Conclude by reinstating the main argument of your paper – talking about what you liked

about each of the pieces and what you found interesting or what you found problematic?

What policies for addressing the problem does each article suggest?

While you may focus on all of these issues, often focusing on the few points you find most

interesting can produce a more thorough analysis than attempts to analyze and synthesize

everything.

What kind of world view does polytheism foster? How is it different from monotheism?

Research Paper – 5-7 pages, double spaced List of Topics attached

Possible research topics*

  1. Delayed gratification: God’s promise to Abraham and to Jacob.
  2. Sibling rivalries: Jacob and Esau; Joseph and his brothers; Isaac and Ishmael.
  3. The mission: Joseph has a mission; Odysseus has a mission; Telemachus has a mission.

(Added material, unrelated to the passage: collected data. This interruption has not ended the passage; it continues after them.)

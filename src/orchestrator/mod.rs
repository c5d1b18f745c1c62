//! The provisioning sequence.
//!
//! One fixed linear pass: readiness gate, fact resolution, configuration
//! steps with progress checkpoints, and the final reboot. Failures are
//! routed through the policy table; apart from the two readiness-gate
//! invocations every failure is absorbed and the run keeps going, so a
//! host with one misconfigured field still reaches its reboot.

use std::fmt;
use std::time::Duration;

use crate::config::AgentConfig;
use crate::error::{AgentError, Result};
use crate::facts;
use crate::gate::{PingProbe, Probe, ReadinessGate};
use crate::models::{DeviceNetworkProfile, Stage};
use crate::policy::{severity, Severity, StepKind};
use crate::remote::{InventoryClient, ProgressReporter};
use crate::steps;
use crate::system::command::{CommandRunner, ScriptRunner};
use crate::system::paths::WorkDir;

/// One provisioning run over injected collaborators.
pub struct Provisioner<R, P> {
    runner: R,
    probe: P,
    gate: ReadinessGate,
    gate_host: String,
    inventory: InventoryClient,
    reporter: ProgressReporter,
    work: WorkDir,
    settle: Duration,
}

impl Provisioner<ScriptRunner, PingProbe> {
    /// Production provisioner: script-file command dispatch and ICMP
    /// probing, against the configured provisioning server.
    pub fn from_config(config: &AgentConfig) -> Self {
        let work = WorkDir::default();
        Provisioner {
            runner: ScriptRunner::new(work.command_script()),
            probe: PingProbe,
            gate: ReadinessGate::new(
                config.gate.max_attempts,
                Duration::from_secs(config.gate.interval_secs),
            ),
            gate_host: config.server.address.clone(),
            inventory: InventoryClient::new(&config.server.address),
            reporter: ProgressReporter::new(&config.server.address),
            work,
            settle: Duration::from_secs(config.gate.settle_secs),
        }
    }
}

impl<R: CommandRunner, P: Probe> Provisioner<R, P> {
    /// Provisioner over explicit collaborators. Tests inject a recording
    /// runner, a scripted probe, and mock endpoints through this.
    #[allow(clippy::too_many_arguments)]
    pub fn with_parts(
        runner: R,
        probe: P,
        gate: ReadinessGate,
        gate_host: String,
        inventory: InventoryClient,
        reporter: ProgressReporter,
        work: WorkDir,
        settle: Duration,
    ) -> Self {
        Provisioner {
            runner,
            probe,
            gate,
            gate_host,
            inventory,
            reporter,
            work,
            settle,
        }
    }

    /// The injected command runner (tests inspect recorded dispatches).
    pub fn runner(&self) -> &R {
        &self.runner
    }

    /// The injected reachability probe.
    pub fn probe(&self) -> &P {
        &self.probe
    }

    /// Execute the full sequence. Returns an error only for the fatal
    /// readiness-gate timeout; every other outcome ends in the reboot.
    pub async fn run(&self) -> Result<()> {
        log::info!("provisioning run started");

        self.absorb(
            StepKind::PreInstallHook,
            steps::run_if_present(&self.work.pre_install_script()).await,
        )?;

        self.gate_or_abort().await?;

        let serial = match facts::serial_number(&self.runner).await {
            Some(serial) => serial,
            None => {
                log::error!("{} failed, continuing with empty key", StepKind::SerialLookup);
                String::new()
            }
        };

        let profile = match self.inventory.fetch_profile(&serial).await {
            Ok(profile) => {
                log::info!(
                    "inventory profile: hostname={} ip={} hwaddr={}",
                    profile.hostname,
                    profile.ip,
                    profile.hwaddr
                );
                profile
            }
            Err(e) => {
                self.advisory(StepKind::InventoryFetch, &e);
                DeviceNetworkProfile::default()
            }
        };

        let adapter = match facts::adapter_index(&self.runner, &profile.hwaddr).await {
            Some(index) => index,
            None => {
                self.advisory(StepKind::AdapterLookup, &"no connected adapter matched");
                String::new()
            }
        };

        let dns = match facts::resolver_address(&self.runner).await {
            Some(address) => address,
            None => {
                self.advisory(StepKind::ResolverLookup, &"no resolver address found");
                String::new()
            }
        };

        self.absorb(StepKind::Partition, steps::partition(&self.work).await)?;
        self.checkpoint(&serial, Stage::Partition).await?;

        self.absorb(
            StepKind::RenameHost,
            steps::rename_host(&self.runner, &profile.hostname).await,
        )?;
        self.checkpoint(&serial, Stage::Hostname).await?;

        self.absorb(
            StepKind::SetStaticIp,
            steps::set_static_ip(
                &self.runner,
                &adapter,
                &profile.ip,
                &profile.netmask,
                &profile.gateway,
            )
            .await,
        )?;
        self.absorb(
            StepKind::SetStaticDns,
            steps::set_static_dns(&self.runner, &adapter, &dns).await,
        )?;

        log::info!(
            "waiting {}s for the new addressing to settle",
            self.settle.as_secs()
        );
        tokio::time::sleep(self.settle).await;
        self.gate_or_abort().await?;
        self.checkpoint(&serial, Stage::Network).await?;

        self.absorb(
            StepKind::RegistryEdit,
            steps::disable_auto_logon(&self.runner).await,
        )?;
        self.checkpoint(&serial, Stage::Registry).await?;

        self.checkpoint(&serial, Stage::Finish).await?;

        self.absorb(
            StepKind::PostInstallHook,
            steps::run_if_present(&self.work.post_install_script()).await,
        )?;

        self.absorb(StepKind::Reboot, steps::reboot(&self.runner).await)?;
        log::info!("provisioning run complete, reboot issued");
        Ok(())
    }

    async fn gate_or_abort(&self) -> Result<()> {
        if self.gate.wait(&self.probe, &self.gate_host).await {
            Ok(())
        } else {
            Err(AgentError::NetworkTimeout {
                host: self.gate_host.clone(),
                attempts: self.gate.max_attempts(),
            })
        }
    }

    async fn checkpoint(&self, serial: &str, stage: Stage) -> Result<()> {
        self.absorb(
            StepKind::ProgressReport,
            self.reporter.report(serial, stage.event()).await,
        )
    }

    /// Route a step outcome through the policy table: advisory failures are
    /// logged and dropped here, fatal ones propagate.
    fn absorb<E>(&self, kind: StepKind, result: std::result::Result<(), E>) -> Result<()>
    where
        E: Into<AgentError> + fmt::Display,
    {
        match result {
            Ok(()) => Ok(()),
            Err(e) => match severity(kind) {
                Severity::Advisory => {
                    log::error!("{kind} failed: {e}");
                    Ok(())
                }
                Severity::Fatal => Err(e.into()),
            },
        }
    }

    fn advisory(&self, kind: StepKind, detail: &dyn fmt::Display) {
        debug_assert_eq!(severity(kind), Severity::Advisory);
        log::error!("{kind} failed: {detail}");
    }
}
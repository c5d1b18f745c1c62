//! System boundary: command dispatch, console encoding, output extraction,
//! working-directory paths, and logging initialization.

pub mod command;
pub mod encoding;
pub mod extract;
pub mod paths;

use log::LevelFilter;

use crate::config::LoggerConfig;
use crate::logger::FileLogger;

/// Install the file logger as the global `log` sink.
///
/// Must run before anything logs. A second call (only tests do this) is a
/// no-op because the global logger can be set once per process.
pub fn initialize_logging(config: &LoggerConfig) {
    let level = parse_level(&config.level);
    match FileLogger::new(config.log_file.clone().into(), level, config.color) {
        Ok(logger) => {
            if log::set_boxed_logger(Box::new(logger)).is_ok() {
                log::set_max_level(level);
            }
        }
        Err(e) => {
            eprintln!("logging unavailable, continuing without file log: {e}");
        }
    }
}

fn parse_level(level: &str) -> LevelFilter {
    match level.to_ascii_lowercase().as_str() {
        "off" => LevelFilter::Off,
        "error" => LevelFilter::Error,
        "warn" => LevelFilter::Warn,
        "debug" => LevelFilter::Debug,
        "trace" => LevelFilter::Trace,
        _ => LevelFilter::Info,
    }
}
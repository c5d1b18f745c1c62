//! The configuration actions of a provisioning run.
//!
//! Each step is a side-effecting action over already-resolved inputs and
//! returns an explicit result; whether a failure aborts the run is decided
//! by the orchestrator's policy table, never inside the step.

mod hooks;
mod hostname;
mod network;
mod partition;
mod power;
mod registry;

pub use hooks::run_if_present;
pub use hostname::rename_host;
pub use network::{set_static_dns, set_static_ip};
pub use partition::partition;
pub use power::reboot;
pub use registry::disable_auto_logon;
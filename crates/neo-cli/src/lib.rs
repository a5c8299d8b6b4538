//! Neo - explore near-Earth object close approaches from the command line.
//!
//! This crate provides the `neo` binary and the pieces it is built from:
//! argument parsing, configuration loading and output formatting. Data
//! loading and querying live in `neo-core`.

#![forbid(unsafe_code)]

pub mod app;
pub mod cli;
pub mod config;
pub mod error;
pub mod output;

Research the quest narrative in literary theory and apply your findings to one of these stories. Joseph Campbell’s monomyth is a good source.
  4. The Bhagavad Gita says that desire is dangerous. Is that the case in any of the stories we have read? Or maybe desire is good. Think of Helen and the desire men had for her.
  5. Coming of age stories: Jacob and Joseph and Telemachus.
  6. What makes a hero? Odysseus and Gilgamesh meet traditional standards, but are there other standards of hero? How do you see Abraham, Jacob/Israel, and Joseph?
  7. What kind of world view does polytheism foster? How is it different from monotheism?
  8. Investigating gender is an option in any of the texts we have read.
  9. Investigate the psychological and psychoanalytic theories and apply them to characters.
  • Aesop’s fables are famous stories from ancient Greek culture. What is it about the culture that generates both major epics and brief fables? If epics reflect the attitudes and values of the most “important” people, what the function of fables?
  • Mythological criticism emphasizes “the recurrent universal patterns underlying most literary works.” Investigate these patterns and apply them to one of our reading assignments.
  • Clothes are important both symbolically and as revelatory of character, particularly in “The Story of Joseph.” Examine all of the passages that mention clothes and try to find a pattern. What do they reveal about character? Read a few articles using keywords such as Joseph, Genesis, coat, clothes to find the articles.
  • Several characters have their names changed in biblical literature. Abram becomes Abraham, Sarai becomes Sarah, Jacob becomes Israel, Simon becomes Peter, and Saul becomes Paul in the New Testament. What is the reason for these name changes? Do these names have meanings?
  • Confucius, among others, believed The Classic of Poetry to be a major source of wisdom in his culture. What makes this collection of poems so important?
  • Read the Koran’s story of Joseph. Write a comparison paper. What does the Koran’s story emphasize? What does the Bible’s story emphasize?
  • Dreams and their interpretations are important in ancient cultures. Joseph, Jacob, Agamemnon, Gilgamesh, Chanticleer and others dream. What is the purpose of the dreams? What would modern psychology say about these dreams?
  • Read about Chanticleer in “The Nun’s Priest’s Tale” in Chaucer’s Canterbury Tales. It is obviously a satire because chickens don’t talk. What is the point of the satire?

*These are a few suggestions. There are thousands of other topics that you may write about.